_Assigned task_.
Count up the lines below that hold "PathBuf", then give that count by itself.
START Records for the exercise
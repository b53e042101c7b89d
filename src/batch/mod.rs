//! Batch dispatch over resolved input files
//!
//! Every file is processed on its own; a failure becomes that file's
//! [`BatchOutcome`] and the batch moves on.

use std::io::Write;
use std::path::{Path, PathBuf};
use tracing::{debug, info, warn};

use crate::config::ResizeRequest;
use crate::error::{Result, ResizerError};
use crate::processing::{
    DimensionPolicy, FileOutcome, ImageCodec, ImageCrateCodec, ImageDimensions, ProcessingEngine,
    SkipReason,
};

pub mod report;
pub mod resolver;

pub use report::*;
pub use resolver::*;

/// Terminal state of one file
#[derive(Debug)]
pub enum BatchOutcome {
    Resized {
        from: ImageDimensions,
        to: ImageDimensions,
        frames: usize,
    },
    DimensionsReported(ImageDimensions),
    Skipped(SkipReason),
    Failed(ResizerError),
}

impl BatchOutcome {
    pub fn is_failure(&self) -> bool {
        matches!(self, Self::Failed(_))
    }
}

impl From<Result<FileOutcome>> for BatchOutcome {
    fn from(result: Result<FileOutcome>) -> Self {
        match result {
            Ok(FileOutcome::Resized { from, to, frames }) => Self::Resized { from, to, frames },
            Ok(FileOutcome::DimensionsReported(dimensions)) => Self::DimensionsReported(dimensions),
            Ok(FileOutcome::Skipped(reason)) => Self::Skipped(reason),
            Err(error) => Self::Failed(error),
        }
    }
}

/// Outcome of one file together with where it was read from and written to
#[derive(Debug)]
pub struct FileReport {
    pub input: PathBuf,
    pub output: PathBuf,
    pub outcome: BatchOutcome,
}

/// Counts per outcome kind
#[derive(Debug, Clone, Copy, Default, PartialEq, Eq)]
pub struct BatchSummary {
    pub resized: usize,
    pub reported: usize,
    pub skipped: usize,
    pub failed: usize,
}

impl BatchSummary {
    pub fn from_reports(reports: &[FileReport]) -> Self {
        reports.iter().fold(Self::default(), |mut summary, report| {
            match report.outcome {
                BatchOutcome::Resized { .. } => summary.resized += 1,
                BatchOutcome::DimensionsReported(_) => summary.reported += 1,
                BatchOutcome::Skipped(_) => summary.skipped += 1,
                BatchOutcome::Failed(_) => summary.failed += 1,
            }
            summary
        })
    }

    pub fn total(&self) -> usize {
        self.resized + self.reported + self.skipped + self.failed
    }

    pub fn has_failures(&self) -> bool {
        self.failed > 0
    }
}

/// Runs the processing engine over an [`InputSet`], one file at a time
pub struct BatchRunner<C = ImageCrateCodec> {
    engine: ProcessingEngine<C>,
    policy: DimensionPolicy,
    output: Option<PathBuf>,
}

impl<C: ImageCodec> BatchRunner<C> {
    pub fn new(engine: ProcessingEngine<C>, request: &ResizeRequest) -> Self {
        Self {
            engine,
            policy: DimensionPolicy::from_request(request),
            output: request.output_path.clone(),
        }
    }

    pub fn engine(&self) -> &ProcessingEngine<C> {
        &self.engine
    }

    /// Process every file of `inputs`, reporting each outcome as it lands
    pub fn run<W: Write>(&self, inputs: &InputSet, reporter: &mut Reporter<W>) -> Vec<FileReport> {
        reporter.set_batch(inputs.is_batch());

        if let InputSet::Pattern { pattern, files, .. } = inputs {
            if files.is_empty() {
                info!("No files match {:?}", pattern);
                reporter.no_matches(pattern);
                return Vec::new();
            }
            reporter.files_found(pattern, files.len());
        }

        let search_root = match inputs {
            InputSet::Pattern { root, .. } => Some(root.as_path()),
            InputSet::Single(_) => None,
        };

        let mut reports = Vec::new();
        for input in inputs.files() {
            let output = self.output_path(input, search_root);
            let report = self.process(input, output);
            reporter.file(&report);
            reports.push(report);
        }

        let summary = BatchSummary::from_reports(&reports);
        debug!("Batch finished: {:?}", summary);
        reporter.summary(&summary);

        reports
    }

    /// Process one file, turning any error into a `Failed` outcome
    pub fn process(&self, input: &Path, output: PathBuf) -> FileReport {
        let result = self.engine.process_file(input, &output, &self.policy);
        match &result {
            Err(e) if e.is_recoverable() => debug!("Failed to process {}: {}", input.display(), e),
            Err(e) => warn!("Unexpected failure on {}: {}", input.display(), e),
            Ok(_) => {}
        }

        FileReport {
            input: input.to_path_buf(),
            output,
            outcome: result.into(),
        }
    }

    /// Destination for `input`: the requested output, else the input itself.
    ///
    /// For patterns the requested output is a directory mirroring the layout
    /// below the search root.
    fn output_path(&self, input: &Path, search_root: Option<&Path>) -> PathBuf {
        match (&self.output, search_root) {
            (None, _) => input.to_path_buf(),
            (Some(output), None) => output.clone(),
            (Some(directory), Some(root)) => match input.strip_prefix(root) {
                Ok(relative) => directory.join(relative),
                Err(_) => directory.join(input.file_name().unwrap_or(input.as_os_str())),
            },
        }
    }
}
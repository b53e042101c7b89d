//! ImageResizer CLI - resize images and batches of images
//!
//! Arguments use the `-key:value` form (`-w:128`, `-infile:photo.png`) and
//! are handed to the library's token parser unchanged.

use std::path::Path;
use std::process::ExitCode;

use anyhow::{Context, Result};
use clap::Parser;
use console::style;
use tracing::debug;

use imageresizer::{Config, Invocation, Reporter, ResizeRequest, ResizerError};

/// ImageResizer - batch image resizer
#[derive(Parser)]
#[command(
    name = "imageresizer",
    version,
    about = "Resize images, animated GIFs and wildcard batches",
    disable_help_flag = true,
    disable_version_flag = true
)]
struct Cli {
    /// Resize arguments, e.g. `photo.png -w:128 -smallerOnly`
    #[arg(trailing_var_arg = true, allow_hyphen_values = true, num_args = 0..)]
    tokens: Vec<String>,
}

fn main() -> ExitCode {
    let cli = Cli::parse();

    let request = match ResizeRequest::parse(&cli.tokens) {
        Invocation::Help => {
            Reporter::stdout(false).usage(None);
            return ExitCode::SUCCESS;
        }
        Invocation::Resize(request) => request,
    };

    let mut reporter = Reporter::stdout(request.verbose);
    if let Err(e) = request.validate() {
        reporter.usage(Some(&e.to_string()));
        return ExitCode::SUCCESS;
    }

    let config = match load_config(request.config_path.as_deref()) {
        Ok(config) => config,
        Err(e) => {
            eprintln!("{}: {:#}", style("Error").red().bold(), e);
            return ExitCode::FAILURE;
        }
    };

    imageresizer::init_logging(&config.logging);

    let root = match std::env::current_dir() {
        Ok(root) => root,
        Err(e) => {
            eprintln!("{}: Cannot read current directory: {}", style("Error").red().bold(), e);
            return ExitCode::FAILURE;
        }
    };
    debug!("Resolving {:?} under {:?}", request.input_path, root);

    match imageresizer::run(&request, &config, &root, &mut reporter) {
        Ok(summary) if summary.has_failures() => ExitCode::FAILURE,
        Ok(_) => ExitCode::SUCCESS,
        Err(e @ (ResizerError::Usage { .. } | ResizerError::NotFound { .. })) => {
            reporter.usage(Some(&e.to_string()));
            ExitCode::SUCCESS
        }
        Err(e) => {
            eprintln!("{}: {}", style("Error").red().bold(), e);
            ExitCode::FAILURE
        }
    }
}

/// Load the optional configuration file, falling back to defaults
fn load_config(path: Option<&Path>) -> Result<Config> {
    match path {
        Some(path) => Config::from_file(path)
            .with_context(|| format!("Failed to load configuration from {}", path.display())),
        None => Ok(Config::default()),
    }
}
END Records for the exercise
_Reply_.
6